Problem to work on: Whenever the word "await" appears in a line of the data below, copy that line.

[[ Exercise input, beginning ]]

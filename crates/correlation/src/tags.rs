//! Entity Tag Enrichment

use dynatrace_client::{DynatraceApi, Tag};
use std::collections::BTreeMap;
use std::sync::Arc;
use std::time::Duration;
use tokio::task::JoinHandle;
use tracing::{debug, info, warn};

/// Which alert labels become tags on the custom device, and how hard to try
#[derive(Debug, Clone)]
pub struct TagPolicy {
    /// Label name → tag key
    pub label_keys: BTreeMap<String, String>,
    /// Tag requests before giving up (default: 10)
    pub attempts: u32,
    /// Pause between tag requests (default: 5s)
    pub retry_delay: Duration,
}

impl Default for TagPolicy {
    fn default() -> Self {
        let label_keys = [
            ("label_code_app", "CodeAppli"),
            ("namespace", "Appname"),
            ("label_env", "Plateforme"),
            ("ocp_cluster", "Clustername"),
        ]
        .into_iter()
        .map(|(label, key)| (label.to_string(), key.to_string()))
        .collect();

        Self {
            label_keys,
            attempts: 10,
            retry_delay: Duration::from_secs(5),
        }
    }
}

impl TagPolicy {
    /// Tags for the mapped labels present in `labels`
    pub fn tags_for(&self, labels: &BTreeMap<String, String>) -> Vec<Tag> {
        self.label_keys
            .iter()
            .filter_map(|(label, key)| labels.get(label).map(|value| Tag::new(key, value)))
            .collect()
    }
}

/// Selector addressing a single entity
pub fn entity_selector(entity_id: &str) -> String {
    format!("entityId(\"{}\")", entity_id)
}

/// Apply `tags` to `entity_id`, retrying until Dynatrace reports a matched
/// entity. A freshly created custom device takes a while to become
/// selectable. Returns whether the tags landed.
pub async fn apply_tags_with_retry(
    api: &dyn DynatraceApi,
    entity_id: &str,
    tags: &[Tag],
    policy: &TagPolicy,
) -> bool {
    let selector = entity_selector(entity_id);
    for attempt in 1..=policy.attempts {
        match api.apply_tags(&selector, tags).await {
            Ok(response) if response.matched_entities_count > 0 => {
                info!(
                    "Applied {} tags to {} on attempt {}",
                    tags.len(),
                    entity_id,
                    attempt
                );
                return true;
            }
            Ok(_) => debug!("No entity matched {} yet (attempt {})", selector, attempt),
            Err(e) => warn!("Tag request for {} failed (attempt {}): {}", entity_id, attempt, e),
        }

        if attempt < policy.attempts {
            tokio::time::sleep(policy.retry_delay).await;
        }
    }

    warn!(
        "Gave up tagging {} after {} attempts",
        entity_id, policy.attempts
    );
    false
}

/// Run [`apply_tags_with_retry`] in the background
pub fn spawn_tag_task(
    api: Arc<dyn DynatraceApi>,
    entity_id: String,
    tags: Vec<Tag>,
    policy: TagPolicy,
) -> JoinHandle<bool> {
    tokio::spawn(async move { apply_tags_with_retry(api.as_ref(), &entity_id, &tags, &policy).await })
}

#[cfg(test)]
mod tests {
    use super::*;
    use dynatrace_client::MockDynatrace;

    fn labels(pairs: &[(&str, &str)]) -> BTreeMap<String, String> {
        pairs
            .iter()
            .map(|(k, v)| (k.to_string(), v.to_string()))
            .collect()
    }

    #[test]
    fn test_tags_follow_label_mapping() {
        let policy = TagPolicy::default();
        let tags = policy.tags_for(&labels(&[
            ("label_code_app", "i3"),
            ("namespace", "monitoring"),
            ("severity", "critical"),
        ]));

        assert_eq!(tags.len(), 2);
        assert!(tags.contains(&Tag::new("CodeAppli", "i3")));
        assert!(tags.contains(&Tag::new("Appname", "monitoring")));
    }

    #[test]
    fn test_no_mapped_labels_no_tags() {
        let policy = TagPolicy::default();
        assert!(policy.tags_for(&labels(&[("alertname", "TargetDown")])).is_empty());
    }

    #[test]
    fn test_entity_selector() {
        assert_eq!(
            entity_selector("CUSTOM_DEVICE-EBFD2154C71FC3F7"),
            "entityId(\"CUSTOM_DEVICE-EBFD2154C71FC3F7\")"
        );
    }

    #[tokio::test(start_paused = true)]
    async fn test_tagging_stops_at_first_match() {
        let mock = MockDynatrace::new();
        mock.state().tag_matches = 1;
        let tags = vec![Tag::new("Appname", "monitoring")];

        assert!(apply_tags_with_retry(&mock, "CUSTOM_DEVICE-1", &tags, &TagPolicy::default()).await);
        assert_eq!(mock.state().tag_requests.len(), 1);
    }

    #[tokio::test(start_paused = true)]
    async fn test_tagging_gives_up_after_attempts() {
        let mock = MockDynatrace::new();
        let policy = TagPolicy {
            attempts: 3,
            ..Default::default()
        };
        let tags = vec![Tag::new("Appname", "monitoring")];

        assert!(!apply_tags_with_retry(&mock, "CUSTOM_DEVICE-1", &tags, &policy).await);
        let state = mock.state();
        assert_eq!(state.tag_requests.len(), 3);
        assert_eq!(state.tag_requests[0].0, "entityId(\"CUSTOM_DEVICE-1\")");
    }
}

[[ Exercise input, end ]]

Exercise output:
        match api.apply_tags(&selector, tags).await {
            tokio::time::sleep(policy.retry_delay).await;
    tokio::spawn(async move { apply_tags_with_retry(api.as_ref(), &entity_id, &tags, &policy).await })
        assert!(apply_tags_with_retry(&mock, "CUSTOM_DEVICE-1", &tags, &TagPolicy::default()).await);
        assert!(!apply_tags_with_retry(&mock, "CUSTOM_DEVICE-1", &tags, &policy).await);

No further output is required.